During the flight, the B-21 was accompanied by an F-16 chase plane, and the Raider’s landing gear remained down throughout. The aircraft was equipped with a temporary test instrumentation boom projecting forward from beneath the port leading edge. The bomber towed further air data test equipment on a cable.
Northrop Grumman describes the first aircraft as a production-representative test vehicle, not a true prototype. It marked the aircraft with the serial “0001” and the nickname “Cerberus” on the nosewheel door while carrying the ”ED” tailcode on the main undercarriage doors. The tailcode is assigned to the 412th Test Wing at Edwards, where the B-21 will undergo testing by a combined industry/military test force.
Set to serve as the backbone of U.S. airpower in the coming decades, the B-21 is being procured initially to replace the Boeing B-1B Lancer and Northrop Grumman B-2A Spirit. The B-21 will assume the primary denied airspace penetration role from the B-2 with both nuclear and conventional weapons capability. The Air Force expects to operate around 100 B-21s. Meanwhile, the elderly Boeing B-52H fleet is being re-engined for continued service as a missile carrier alongside the Raider.

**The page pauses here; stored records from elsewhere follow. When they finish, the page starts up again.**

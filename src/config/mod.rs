//! Settings model for allrun.
//!
//! This module defines the Settings struct that represents `allrun.yaml`.
//! It supports forward-compatible YAML parsing (unknown fields are ignored),
//! defaults for every field, and validation of settings values.

mod model;
mod operations;
pub mod types;


pub use model::Settings;
pub use types::SETTINGS_FILE;
//! Allrun: render case scripts from directive templates and run their steps.
//!
//! This is the main entry point for the `allrun` CLI. It parses arguments,
//! sets up logging, loads settings, dispatches to the appropriate command
//! handler, and handles errors with proper exit codes.

use allrun::cli::Cli;
use allrun::commands;
use allrun::config::Settings;
use allrun::error::AllrunError;
use allrun::exit_codes;
use allrun::logging;
use std::path::Path;
use std::process::ExitCode;

fn main() -> ExitCode {
    let cli = Cli::parse_args();
    logging::init(cli.log_level.as_deref(), cli.verbose);

    match run(cli) {
        Ok(()) => ExitCode::from(exit_codes::SUCCESS as u8),
        Err(err) => {
            // Print user-actionable error message to stderr
            eprintln!("Error: {}", err);

            // Return appropriate exit code
            ExitCode::from(err.exit_code().clamp(0, 255) as u8)
        }
    }
}

fn run(cli: Cli) -> Result<(), AllrunError> {
    let settings = Settings::discover(cli.settings.as_deref(), Path::new("."))?;
    commands::dispatch(cli.command, &settings)
}
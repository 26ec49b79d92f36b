//! Settings defaults for allrun.

use crate::runner::{DEFAULT_LOG_PREFIX, default_launchers};
use std::collections::BTreeMap;

/// Settings file looked up in the working directory when `--settings` is
/// not given.
pub const SETTINGS_FILE: &str = "allrun.yaml";

pub(crate) fn default_log_prefix() -> String {
    DEFAULT_LOG_PREFIX.to_string()
}

pub(crate) fn default_parallel_launchers() -> BTreeMap<String, usize> {
    default_launchers()
}

pub(crate) fn default_executable_outputs() -> Vec<String> {
    vec!["Allrun".to_string(), "Allmesh".to_string()]
}
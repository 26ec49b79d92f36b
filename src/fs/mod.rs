//! Filesystem utilities for allrun.
//!
//! Rendered case files are written atomically so a failed or interrupted
//! build never leaves a truncated script behind.

pub mod atomic;

pub use atomic::atomic_write;
pub use atomic::atomic_write_executable;
pub use atomic::atomic_write_file;
pub use atomic::is_executable;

Although superficially similar to the B-2, the B-21 is smaller, more capable, and cheaper to operate with lower maintenance costs. It is an all-new, more efficient design and almost certainly has an even smaller radar cross-section. It appears to have two main weapons bays and possibly two smaller bays alongside. The aircraft’s sixth-generation systems will allow it to operate as a crucial node in a future cloud-based battlespace.